Data excerpts Start Marker
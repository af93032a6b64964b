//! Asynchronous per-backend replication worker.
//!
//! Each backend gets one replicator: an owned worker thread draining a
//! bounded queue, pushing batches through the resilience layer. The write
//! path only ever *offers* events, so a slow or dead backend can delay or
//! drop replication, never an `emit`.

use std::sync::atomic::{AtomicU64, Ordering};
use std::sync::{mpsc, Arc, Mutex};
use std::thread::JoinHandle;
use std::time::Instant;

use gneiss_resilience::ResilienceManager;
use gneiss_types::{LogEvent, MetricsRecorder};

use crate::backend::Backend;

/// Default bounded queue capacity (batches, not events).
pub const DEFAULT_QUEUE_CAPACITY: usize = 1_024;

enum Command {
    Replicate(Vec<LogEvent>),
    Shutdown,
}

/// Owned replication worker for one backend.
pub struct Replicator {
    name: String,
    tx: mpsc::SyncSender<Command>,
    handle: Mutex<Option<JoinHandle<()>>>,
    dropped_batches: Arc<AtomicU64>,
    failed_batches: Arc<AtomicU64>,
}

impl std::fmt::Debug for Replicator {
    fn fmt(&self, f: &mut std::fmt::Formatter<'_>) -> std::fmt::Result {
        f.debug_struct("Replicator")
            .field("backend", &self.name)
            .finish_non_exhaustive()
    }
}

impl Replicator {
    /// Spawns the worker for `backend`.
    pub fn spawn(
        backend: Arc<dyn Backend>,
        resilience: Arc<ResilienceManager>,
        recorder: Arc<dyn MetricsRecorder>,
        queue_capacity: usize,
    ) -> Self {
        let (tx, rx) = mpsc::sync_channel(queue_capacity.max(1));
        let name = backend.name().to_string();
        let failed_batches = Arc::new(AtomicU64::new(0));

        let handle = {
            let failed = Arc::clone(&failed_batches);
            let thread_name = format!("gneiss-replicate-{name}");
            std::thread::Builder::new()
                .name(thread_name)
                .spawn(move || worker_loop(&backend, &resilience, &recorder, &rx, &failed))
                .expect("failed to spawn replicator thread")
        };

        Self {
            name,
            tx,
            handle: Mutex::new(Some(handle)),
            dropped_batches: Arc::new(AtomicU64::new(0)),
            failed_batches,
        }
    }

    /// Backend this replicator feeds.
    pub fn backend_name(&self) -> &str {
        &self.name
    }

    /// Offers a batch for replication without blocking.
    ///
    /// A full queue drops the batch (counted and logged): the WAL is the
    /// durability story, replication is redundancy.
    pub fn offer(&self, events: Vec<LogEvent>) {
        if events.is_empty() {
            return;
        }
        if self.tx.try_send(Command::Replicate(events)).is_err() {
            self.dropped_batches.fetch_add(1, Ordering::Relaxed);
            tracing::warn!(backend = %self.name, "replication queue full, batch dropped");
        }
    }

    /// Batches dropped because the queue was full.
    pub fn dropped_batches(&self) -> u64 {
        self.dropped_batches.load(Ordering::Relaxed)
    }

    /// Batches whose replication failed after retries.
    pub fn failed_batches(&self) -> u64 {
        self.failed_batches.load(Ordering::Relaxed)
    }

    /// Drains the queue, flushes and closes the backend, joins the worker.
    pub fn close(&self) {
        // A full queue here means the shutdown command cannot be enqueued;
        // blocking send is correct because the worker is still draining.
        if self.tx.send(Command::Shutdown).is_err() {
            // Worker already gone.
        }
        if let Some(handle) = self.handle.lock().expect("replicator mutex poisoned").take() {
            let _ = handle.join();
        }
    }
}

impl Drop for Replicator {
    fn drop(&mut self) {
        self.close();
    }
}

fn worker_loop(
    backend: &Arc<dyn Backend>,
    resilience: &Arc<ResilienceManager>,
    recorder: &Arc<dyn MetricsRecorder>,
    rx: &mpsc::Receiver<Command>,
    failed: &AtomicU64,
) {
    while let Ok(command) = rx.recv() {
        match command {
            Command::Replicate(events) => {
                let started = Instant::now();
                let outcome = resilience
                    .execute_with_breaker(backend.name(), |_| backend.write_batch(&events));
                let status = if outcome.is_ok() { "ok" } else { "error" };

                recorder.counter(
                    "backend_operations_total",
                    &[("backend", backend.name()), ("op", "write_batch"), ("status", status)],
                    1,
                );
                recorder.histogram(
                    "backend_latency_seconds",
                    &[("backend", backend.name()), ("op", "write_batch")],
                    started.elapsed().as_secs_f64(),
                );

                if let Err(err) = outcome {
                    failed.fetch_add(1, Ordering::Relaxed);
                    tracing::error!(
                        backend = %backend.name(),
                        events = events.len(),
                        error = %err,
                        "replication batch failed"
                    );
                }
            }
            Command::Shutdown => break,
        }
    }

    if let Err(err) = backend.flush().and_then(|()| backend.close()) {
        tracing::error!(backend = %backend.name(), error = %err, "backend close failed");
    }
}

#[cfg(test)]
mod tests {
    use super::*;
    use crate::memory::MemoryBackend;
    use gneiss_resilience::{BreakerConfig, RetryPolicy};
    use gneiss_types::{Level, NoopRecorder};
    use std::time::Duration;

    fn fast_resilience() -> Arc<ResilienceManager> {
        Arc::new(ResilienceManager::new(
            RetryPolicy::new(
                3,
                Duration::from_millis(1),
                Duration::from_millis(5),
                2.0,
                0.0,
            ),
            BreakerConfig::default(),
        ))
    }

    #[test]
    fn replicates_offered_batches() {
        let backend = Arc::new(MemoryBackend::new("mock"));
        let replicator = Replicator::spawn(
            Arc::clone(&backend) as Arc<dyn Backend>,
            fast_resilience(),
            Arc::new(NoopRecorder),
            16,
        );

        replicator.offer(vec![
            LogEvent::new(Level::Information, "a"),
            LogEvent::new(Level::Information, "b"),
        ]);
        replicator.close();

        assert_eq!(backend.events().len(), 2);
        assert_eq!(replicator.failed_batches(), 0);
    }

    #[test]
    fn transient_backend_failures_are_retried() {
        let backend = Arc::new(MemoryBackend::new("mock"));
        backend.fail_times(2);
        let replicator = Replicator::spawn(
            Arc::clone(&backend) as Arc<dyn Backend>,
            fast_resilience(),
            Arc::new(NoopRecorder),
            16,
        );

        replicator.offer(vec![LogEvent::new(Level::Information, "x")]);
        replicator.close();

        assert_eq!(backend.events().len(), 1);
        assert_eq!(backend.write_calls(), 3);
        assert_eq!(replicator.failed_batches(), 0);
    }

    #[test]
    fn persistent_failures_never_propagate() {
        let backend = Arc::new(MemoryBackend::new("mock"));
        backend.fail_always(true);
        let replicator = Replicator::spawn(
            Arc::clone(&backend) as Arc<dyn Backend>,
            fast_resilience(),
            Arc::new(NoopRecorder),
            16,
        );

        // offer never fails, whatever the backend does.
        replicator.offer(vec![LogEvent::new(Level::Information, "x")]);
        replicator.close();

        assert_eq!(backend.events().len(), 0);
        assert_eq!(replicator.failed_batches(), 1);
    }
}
Data excerpts End Marker
### Exercise goal
Where a line in the records above contains "RetryPolicy", include it in the count, and give only that number.

### Answer space
2